(Material for this exercise)
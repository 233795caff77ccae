//! Test result models
//!
//! Defines lifecycle steps, per-unit results, outcome status and the
//! suite-level summary.

use chrono::{DateTime, Utc};
use serde::{Deserialize, Serialize};
use std::fmt;

/// Outcome of a single test unit
#[derive(Clone, Copy, Debug, PartialEq, Eq, Hash, Serialize, Deserialize)]
#[serde(rename_all = "lowercase")]
pub enum TestStatus {
    /// Verification succeeded
    Pass,
    /// Verification returned false
    Fail,
    /// Setup or execution failed before verification
    Error,
}

impl TestStatus {
    pub fn symbol(&self) -> &'static str {
        match self {
            TestStatus::Pass => "✓",
            TestStatus::Fail => "✗",
            TestStatus::Error => "!",
        }
    }

    pub fn is_success(&self) -> bool {
        matches!(self, TestStatus::Pass)
    }
}

impl fmt::Display for TestStatus {
    fn fmt(&self, f: &mut fmt::Formatter<'_>) -> fmt::Result {
        match self {
            TestStatus::Pass => write!(f, "PASS"),
            TestStatus::Fail => write!(f, "FAIL"),
            TestStatus::Error => write!(f, "ERROR"),
        }
    }
}

/// Record of one lifecycle phase
#[derive(Clone, Debug, PartialEq, Serialize, Deserialize)]
pub struct Step {
    pub name: String,
    pub success: bool,
    pub message: String,
}

impl Step {
    pub fn new(name: impl Into<String>, success: bool, message: impl Into<String>) -> Self {
        Self {
            name: name.into(),
            success,
            message: message.into(),
        }
    }
}

impl fmt::Display for Step {
    fn fmt(&self, f: &mut fmt::Formatter<'_>) -> fmt::Result {
        let outcome = if self.success { "ok" } else { "failed" };
        write!(f, "{}: {} - {}", self.name, outcome, self.message)
    }
}

/// Result of a single test execution
#[derive(Clone, Debug, Serialize, Deserialize)]
#[serde(rename_all = "camelCase")]
pub struct TestResult {
    pub test_id: String,
    pub test_name: String,
    pub status: TestStatus,
    pub success: bool,
    #[serde(default, skip_serializing_if = "Option::is_none")]
    pub error_message: Option<String>,
    pub start_time: DateTime<Utc>,
    pub end_time: DateTime<Utc>,
    pub duration_ms: u64,
    /// Lifecycle executions behind this result
    pub attempts: u32,
    pub steps: Vec<Step>,
}

impl TestResult {
    /// Open a result; the clock starts now
    pub fn begin(test_id: impl Into<String>, test_name: impl Into<String>) -> Self {
        let now = Utc::now();
        Self {
            test_id: test_id.into(),
            test_name: test_name.into(),
            status: TestStatus::Error,
            success: false,
            error_message: None,
            start_time: now,
            end_time: now,
            duration_ms: 0,
            attempts: 1,
            steps: Vec::new(),
        }
    }

    /// Result for a unit whose worker never produced one; its cleanup is
    /// recorded as not run
    pub fn error(
        test_id: impl Into<String>,
        test_name: impl Into<String>,
        error: impl Into<String>,
    ) -> Self {
        let error = error.into();
        let mut result = Self::begin(test_id, test_name);
        result.push_step(Step::new("error", false, error.clone()));
        result.push_step(Step::new("cleanup", false, "not run"));
        result.error_message = Some(error);
        result.finish()
    }

    pub fn push_step(&mut self, step: Step) {
        self.steps.push(step);
    }

    pub fn set_status(&mut self, status: TestStatus) {
        self.status = status;
        self.success = status.is_success();
    }

    /// Stop the clock; `duration_ms` always equals `end_time - start_time`
    pub fn finish(mut self) -> Self {
        self.end_time = Utc::now();
        self.duration_ms = (self.end_time - self.start_time)
            .num_milliseconds()
            .max(0) as u64;
        self
    }
}

impl fmt::Display for TestResult {
    fn fmt(&self, f: &mut fmt::Formatter<'_>) -> fmt::Result {
        write!(
            f,
            "{} {} ({}) [{}ms]",
            self.status.symbol(),
            self.test_name,
            self.test_id,
            self.duration_ms
        )?;
        if let Some(msg) = &self.error_message {
            write!(f, " - {msg}")?;
        }
        Ok(())
    }
}

/// Summary of one suite run
#[derive(Clone, Debug, PartialEq, Serialize, Deserialize)]
#[serde(rename_all = "camelCase")]
pub struct SuiteResult {
    pub total_tests: usize,
    pub passed: usize,
    pub failed: usize,
    pub errored: usize,
    pub not_run: usize,
    pub start_time: DateTime<Utc>,
    pub end_time: DateTime<Utc>,
    pub duration_ms: u64,
}

impl SuiteResult {
    pub fn new(
        total_tests: usize,
        results: &[TestResult],
        start_time: DateTime<Utc>,
        end_time: DateTime<Utc>,
    ) -> Self {
        let count = |status| results.iter().filter(|r| r.status == status).count();
        let passed = count(TestStatus::Pass);
        let failed = count(TestStatus::Fail);
        let errored = count(TestStatus::Error);
        let total_tests = total_tests.max(passed + failed + errored);

        Self {
            total_tests,
            passed,
            failed,
            errored,
            not_run: total_tests - (passed + failed + errored),
            start_time,
            end_time,
            duration_ms: (end_time - start_time).num_milliseconds().max(0) as u64,
        }
    }

    /// Account for definitions that never became runnable units
    pub fn with_rejected(mut self, rejected: usize) -> Self {
        self.total_tests += rejected;
        self.not_run += rejected;
        self
    }

    pub fn pass_rate(&self) -> f64 {
        if self.total_tests == 0 {
            0.0
        } else {
            (self.passed as f64 / self.total_tests as f64) * 100.0
        }
    }
}

impl fmt::Display for SuiteResult {
    fn fmt(&self, f: &mut fmt::Formatter<'_>) -> fmt::Result {
        write!(
            f,
            "Total: {} | Pass: {} | Fail: {} | Error: {} | Not run: {} ({:.2}s)",
            self.total_tests,
            self.passed,
            self.failed,
            self.errored,
            self.not_run,
            self.duration_ms as f64 / 1000.0
        )
    }
}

(Exercise)
Print only these lines, please. They run from the start of the entries above to the line containing "single test unit", both ends included, and must match exactly.

(Result of this task)
repository 233795caff77ccae
//! Test result models
//!
//! Defines lifecycle steps, per-unit results, outcome status and the
//! suite-level summary.

use chrono::{DateTime, Utc};
use serde::{Deserialize, Serialize};
use std::fmt;

/// Outcome of a single test unit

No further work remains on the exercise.